At a further higher level, favor exchanges are carried out with all the relevant parties. There is a Chinese saying that goes: ―Establish as many relationships that enable mutual benefit as possible‖. It suggests that Chinese hope to extensively establish such long-term familiar ties. In addition, Chinese place extra emphasis on being beneficent and requiting kindnesses; and quick-witted persons will establish long-term ties and trust with those who have not risen in the world. The Gate of the Lamb, a novel written by Li Peifu, depicts the story of a capable man (in the following, I will use this term to indicate both capable man and woman) who saved the life of a central government official during China's Great Cultural Revolution and later on, after the official took office again, ran a business with his ties with the official being the most important part of his capital. Such a way of building relationship with others is characterized by one's doing good without expecting reward. It prevents conflicts between short-term equal sharing of resources and favor exchanges, because the latter ones are all on a long-term basis.
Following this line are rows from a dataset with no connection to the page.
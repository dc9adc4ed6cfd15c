use fanout::{
    sample_link_batches, Block, BlockSampler, CsrGraph, EdgeId, Error, Fanout, Graph,
    LinkPredictionSampler, NegativeSampler, NegativeSamplerConfig, NodeId,
};
use proptest::prelude::*;
use rand::SeedableRng;
use rand_chacha::ChaCha8Rng;
use std::collections::HashSet;

fn path5() -> CsrGraph {
    CsrGraph::from_edges(5, &[(0, 1), (1, 2), (2, 3), (3, 4)]).unwrap()
}

fn fanout_limit(f: Fanout) -> usize {
    match f {
        Fanout::Limit(k) => k,
        Fanout::All => usize::MAX,
    }
}

fn dedup(nodes: &[NodeId]) -> Vec<NodeId> {
    let mut seen = HashSet::new();
    nodes.iter().copied().filter(|v| seen.insert(*v)).collect()
}

/// Structural checks every block chain must satisfy.
fn assert_blocks_sane(g: &CsrGraph, blocks: &[Block], seeds: &[NodeId], fanouts: &[Fanout]) {
    assert_eq!(blocks.len(), fanouts.len());
    assert_eq!(blocks.last().unwrap().dst_nodes, dedup(seeds), "last block must end at the seeds");

    for i in 1..blocks.len() {
        assert_eq!(
            blocks[i - 1].dst_nodes,
            blocks[i].src_nodes,
            "block {} destinations must be block {i} sources",
            i - 1
        );
    }

    for (block, &fanout) in blocks.iter().zip(fanouts) {
        let distinct_src: HashSet<_> = block.src_nodes.iter().collect();
        assert_eq!(distinct_src.len(), block.src_nodes.len(), "src nodes must be distinct");
        assert_eq!(block.edges.len(), block.edge_ids.len());

        let limit = fanout_limit(fanout);
        let per_dst = block.in_degrees();
        for (d_local, &v) in block.dst_nodes.iter().enumerate() {
            assert_eq!(per_dst[d_local], g.in_degree(v).min(limit));
        }
        assert!(block.num_edges() <= block.num_dst_nodes().saturating_mul(limit));

        let mut seen_edges = HashSet::new();
        for (&(s_local, d_local), &e) in block.edges.iter().zip(&block.edge_ids) {
            assert!(seen_edges.insert(e), "edge {e} sampled twice");
            let (s, d) = g.edge_endpoints(e).unwrap();
            assert_eq!(block.src_nodes[s_local], s);
            assert_eq!(block.dst_nodes[d_local], d);
        }
    }
}

#[test]
fn path_graph_single_predecessor_scenario() {
    let g = path5();
    let sampler = BlockSampler::new(&g, vec![Fanout::Limit(2)]).unwrap();
    let mut rng = ChaCha8Rng::seed_from_u64(42);
    let blocks = sampler.sample_blocks(&[4], &mut rng).unwrap();
    assert_eq!(blocks[0].src_nodes, vec![3]);
    assert_eq!(blocks[0].dst_nodes, vec![4]);
}

#[test]
fn k5_single_positive_scenario() {
    let g = path5();
    let sampler = NegativeSampler::new(&g, 5).unwrap();
    let mut rng = ChaCha8Rng::seed_from_u64(42);
    // Edge 0 is (0, 1).
    let neg = sampler.sample(&[0], &mut rng).unwrap();
    assert_eq!(neg.src, vec![0; 5]);
    assert_eq!(neg.dst.len(), 5);
    assert!(neg.dst.iter().all(|&v| v < 5));
}

#[test]
fn negative_destinations_follow_degree_power() {
    // In-degrees: [0, 1, 2, 4, 8].
    let mut edges = Vec::new();
    for (v, deg) in [(1usize, 1usize), (2, 2), (3, 4), (4, 8)] {
        edges.extend(std::iter::repeat((0usize, v)).take(deg));
    }
    let g = CsrGraph::from_edges(5, &edges).unwrap();

    let trials = 200_000usize;
    let sampler = NegativeSampler::new(&g, trials).unwrap();
    let mut rng = ChaCha8Rng::seed_from_u64(2024);
    let neg = sampler.sample(&[0], &mut rng).unwrap();

    let mut counts = [0usize; 5];
    for &v in &neg.dst {
        counts[v] += 1;
    }

    let w: Vec<f64> = [0.0f64, 1.0, 2.0, 4.0, 8.0].iter().map(|d| d.powf(0.75)).collect();
    let total: f64 = w.iter().sum();
    for v in 0..5 {
        let expected = w[v] / total;
        let observed = counts[v] as f64 / trials as f64;
        assert!(
            (observed - expected).abs() < 0.01,
            "node {v}: observed {observed:.4}, expected {expected:.4}"
        );
    }
    assert_eq!(counts[0], 0, "zero in-degree node must never be drawn");
}

#[test]
fn fanout_above_degree_returns_every_parallel_edge_once() {
    // Two parallel edges 0 -> 2 and one 1 -> 2.
    let g = CsrGraph::from_edges(3, &[(0, 2), (0, 2), (1, 2)]).unwrap();
    let sampler = BlockSampler::new(&g, vec![Fanout::Limit(10)]).unwrap();
    let mut rng = ChaCha8Rng::seed_from_u64(0);
    let blocks = sampler.sample_blocks(&[2], &mut rng).unwrap();

    assert_eq!(blocks[0].edge_ids, vec![0, 1, 2]);
    assert_eq!(blocks[0].src_nodes, vec![0, 1]);
    assert_eq!(blocks[0].in_degrees(), vec![3]);
}

#[test]
fn seeded_block_sampling_is_reproducible() {
    let g = CsrGraph::undirected(
        8,
        &[(0, 1), (0, 2), (0, 3), (1, 2), (2, 3), (3, 4), (4, 5), (5, 6), (6, 7), (7, 0), (2, 6)],
    )
    .unwrap();
    let sampler = BlockSampler::new(&g, vec![Fanout::Limit(2), Fanout::Limit(2)]).unwrap();

    let a = sampler.sample_blocks(&[0, 5], &mut ChaCha8Rng::seed_from_u64(9)).unwrap();
    let b = sampler.sample_blocks(&[0, 5], &mut ChaCha8Rng::seed_from_u64(9)).unwrap();
    assert_eq!(a, b);
    assert_blocks_sane(&g, &a, &[0, 5], sampler.fanouts());
}

#[test]
fn full_neighborhood_takes_all_in_edges() {
    let g = CsrGraph::undirected(4, &[(0, 1), (0, 2), (0, 3)]).unwrap();
    let sampler = BlockSampler::full(&g, 1).unwrap();
    let blocks = sampler.sample_blocks(&[0], &mut ChaCha8Rng::seed_from_u64(0)).unwrap();
    assert_eq!(blocks[0].num_edges(), 3);
    let mut src = blocks[0].src_nodes.clone();
    src.sort_unstable();
    assert_eq!(src, vec![1, 2, 3]);
}

/// An adapter that knows edge endpoints but exposes no in-edge index, so every
/// node reports in-degree zero.
struct EdgeListOnly {
    n: usize,
    edges: Vec<(NodeId, NodeId)>,
}

impl Graph for EdgeListOnly {
    fn node_count(&self) -> usize {
        self.n
    }

    fn edge_count(&self) -> usize {
        self.edges.len()
    }

    fn edge_endpoints(&self, edge: EdgeId) -> Option<(NodeId, NodeId)> {
        self.edges.get(edge).copied()
    }

    fn in_edges_ref(&self, _node: NodeId) -> &[EdgeId] {
        &[]
    }
}

#[test]
fn zero_mass_distribution_yields_empty_negatives() {
    let g = EdgeListOnly { n: 3, edges: vec![(0, 1), (1, 2)] };
    let sampler = NegativeSampler::new(&g, 4).unwrap();
    assert!(sampler.probabilities().iter().all(|&p| p == 0.0));

    let mut rng = ChaCha8Rng::seed_from_u64(0);
    let neg = sampler.sample(&[0, 1], &mut rng).unwrap();
    assert!(neg.is_empty());

    // Edge ids are still validated.
    assert!(matches!(sampler.sample(&[5], &mut rng), Err(Error::IndexOutOfBounds { .. })));
}

#[test]
fn link_batches_cover_an_epoch() {
    let g = CsrGraph::undirected(6, &[(0, 1), (1, 2), (2, 3), (3, 4), (4, 5)]).unwrap();
    let sampler = LinkPredictionSampler::new(
        &g,
        vec![Fanout::Limit(3), Fanout::Limit(3)],
        NegativeSamplerConfig { k: 2, exponent: 0.75 },
    )
    .unwrap();
    let cfg = fanout::LoaderConfig { batch_size: 4, ..Default::default() };
    let batches = fanout::edge_minibatches(&g, cfg).unwrap();
    let out = sample_link_batches(&sampler, &batches, 1).unwrap();

    assert_eq!(out.len(), batches.len());
    let total_pos: usize = out.iter().map(|b| b.pos_pairs.len()).sum();
    assert_eq!(total_pos, g.edge_count());
    for b in &out {
        assert_eq!(b.neg_pairs.len(), 2 * b.pos_pairs.len());
        assert_blocks_sane(&g, &b.blocks, &b.seed_nodes, sampler.block_sampler().fanouts());
    }
}

proptest! {
    // Property: negative batches have exactly k entries per positive, each
    // repeating that positive's source, with in-range destinations.
    #[test]
    fn prop_negative_shape(
        n in 1usize..10,
        raw_edges in prop::collection::vec((0usize..10, 0usize..10), 1..30),
        k in 1usize..6,
        picks in prop::collection::vec(0usize..30, 1..8),
        seed in any::<u64>(),
    ) {
        let edges: Vec<(usize, usize)> = raw_edges.iter().map(|&(s, d)| (s % n, d % n)).collect();
        let g = CsrGraph::from_edges(n, &edges).unwrap();
        let pos: Vec<EdgeId> = picks.iter().map(|&p| p % edges.len()).collect();

        let sampler = NegativeSampler::new(&g, k).unwrap();
        let neg = sampler.sample(&pos, &mut ChaCha8Rng::seed_from_u64(seed)).unwrap();

        prop_assert_eq!(neg.len(), pos.len() * k);
        for (i, &e) in pos.iter().enumerate() {
            let (s, _) = g.edge_endpoints(e).unwrap();
            prop_assert!(neg.src[i * k..(i + 1) * k].iter().all(|&x| x == s));
        }
        for &v in &neg.dst {
            prop_assert!(v < n);
            prop_assert!(g.in_degree(v) > 0, "zero-weight node {} drawn", v);
        }
    }

    // Property: block chains are well-formed and bounded by the fanout for any
    // graph, seed set, and fanout list.
    #[test]
    fn prop_block_chain_is_well_formed(
        n in 1usize..10,
        raw_edges in prop::collection::vec((0usize..10, 0usize..10), 0..40),
        raw_fanouts in prop::collection::vec(-1i64..4, 1..4),
        raw_seeds in prop::collection::vec(0usize..10, 1..6),
        seed in any::<u64>(),
    ) {
        let edges: Vec<(usize, usize)> = raw_edges.iter().map(|&(s, d)| (s % n, d % n)).collect();
        let g = CsrGraph::from_edges(n, &edges).unwrap();
        let fanouts: Vec<Fanout> = raw_fanouts
            .iter()
            .map(|&f| Fanout::try_from(if f == 0 { 1 } else { f }).unwrap())
            .collect();
        let seeds: Vec<NodeId> = raw_seeds.iter().map(|&s| s % n).collect();

        let sampler = BlockSampler::new(&g, fanouts.clone()).unwrap();
        let a = sampler.sample_blocks(&seeds, &mut ChaCha8Rng::seed_from_u64(seed)).unwrap();
        assert_blocks_sane(&g, &a, &seeds, &fanouts);

        let b = sampler.sample_blocks(&seeds, &mut ChaCha8Rng::seed_from_u64(seed)).unwrap();
        prop_assert_eq!(a, b);
    }
}

#[cfg(feature = "parallel")]
#[test]
fn parallel_is_thread_count_invariant() {
    use fanout::sample_link_batches_parallel;

    let g = CsrGraph::undirected(
        8,
        &[(0, 1), (1, 2), (2, 3), (3, 4), (4, 5), (5, 6), (6, 7), (7, 0), (0, 4), (2, 6)],
    )
    .unwrap();
    let sampler = LinkPredictionSampler::new(
        &g,
        vec![Fanout::Limit(2), Fanout::Limit(2)],
        NegativeSamplerConfig::default(),
    )
    .unwrap();
    let ids: Vec<EdgeId> = (0..g.edge_count()).collect();
    let batches: Vec<Vec<EdgeId>> = ids.chunks(3).map(<[EdgeId]>::to_vec).collect();

    let pool1 = rayon::ThreadPoolBuilder::new().num_threads(1).build().unwrap();
    let pool4 = rayon::ThreadPoolBuilder::new().num_threads(4).build().unwrap();

    let p1 = pool1.install(|| sample_link_batches_parallel(&sampler, &batches, 77)).unwrap();
    let p4 = pool4.install(|| sample_link_batches_parallel(&sampler, &batches, 77)).unwrap();
    assert_eq!(p1, p4, "parallel output must be thread-count invariant");

    let seq = sample_link_batches(&sampler, &batches, 77).unwrap();
    assert_eq!(p1, seq, "parallel output must match the sequential path");
}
At a still further higher level, both parties have common values and objectives and define a win-win strategy. In this case, the building of long-term relationships is based firstly upon common thoughts and secondly upon favor exchanges. It is easier to maintain benevolence and loyalty in a win-win situation. With common values and agreement on how to share benefits, both parties find it easy to adhere to the principles of equity, consistency, honesty and openness.
The highest level for Chinese is that ―Great sound is hard to hear. The great form has no shape.‖ Guanxi management at the highest level is not one's operating relationships but relationships being automatically established without the need for him to do anything. It is advisable for a person to be always monomaniacal and trustworthy, adhere to his values and maintain good reputation. He then need not make any efforts to establish relationships with others, as they will be automatically established for him. And he also need not operate egocentric guanxi network, as he naturally will be trusted by many and receive help when needed.
We may say, therefore, that in recent years in China, the biggest misunderstanding about relationships is that manipulating guanxi is everything. And that is why foreigners think that relationships among Chinese are all about corruption and privileges. In reality, manipulating guanxi is something for short-term benefits that some people are forced to do in a hurry because they have failed to do a good job in guanxi management.
Guanxi management, in its real sense, is creating an atmosphere of trust and harmony. This relies on things including: Trustworthy behavior, the building of long-term expressive ties, favor exchanges, the establishment and maintenance of guanxi contracts, adherence to the equity rule in the dilemma of favor exchanges, the establishment of a good code of conduct in circles on the basis of generally accepted moral standards in society, and the creation, in accordance with specific norms, of an environment for public-opinion-oriented supervision in circles.
Unfortunately, today's Chinese are often using relationships in a wrong manner, which has resulted in lots of adverse effects. Many Chinese scholars take guanxi as an evil thing. And this has led to radical propositions. Some of these propositions say that laws can replace morality, and rigid punishment is enough to control Chinese misconducted behaviors. According to traditional Chinese wisdom, laws don't work alone, and that ruling under law is impossible to create social orders with the absence of morality. Laws are of course important. Since Chinese society is in transformation, there must be many areas where laws have yet to be enacted. It is therefore necessary to promulgate more laws. Nonetheless, it is impossible for laws to work without support from ethics. We are always calling for rule-of-law-based society, but western rule-of-law-based society is built upon ethics. The late American legal scholar Harold J. Berman believed that western legal system was built upon Christian ethics. In contrast, we seldom think about the following issue: What kind of ethics is needed for rule of law in China?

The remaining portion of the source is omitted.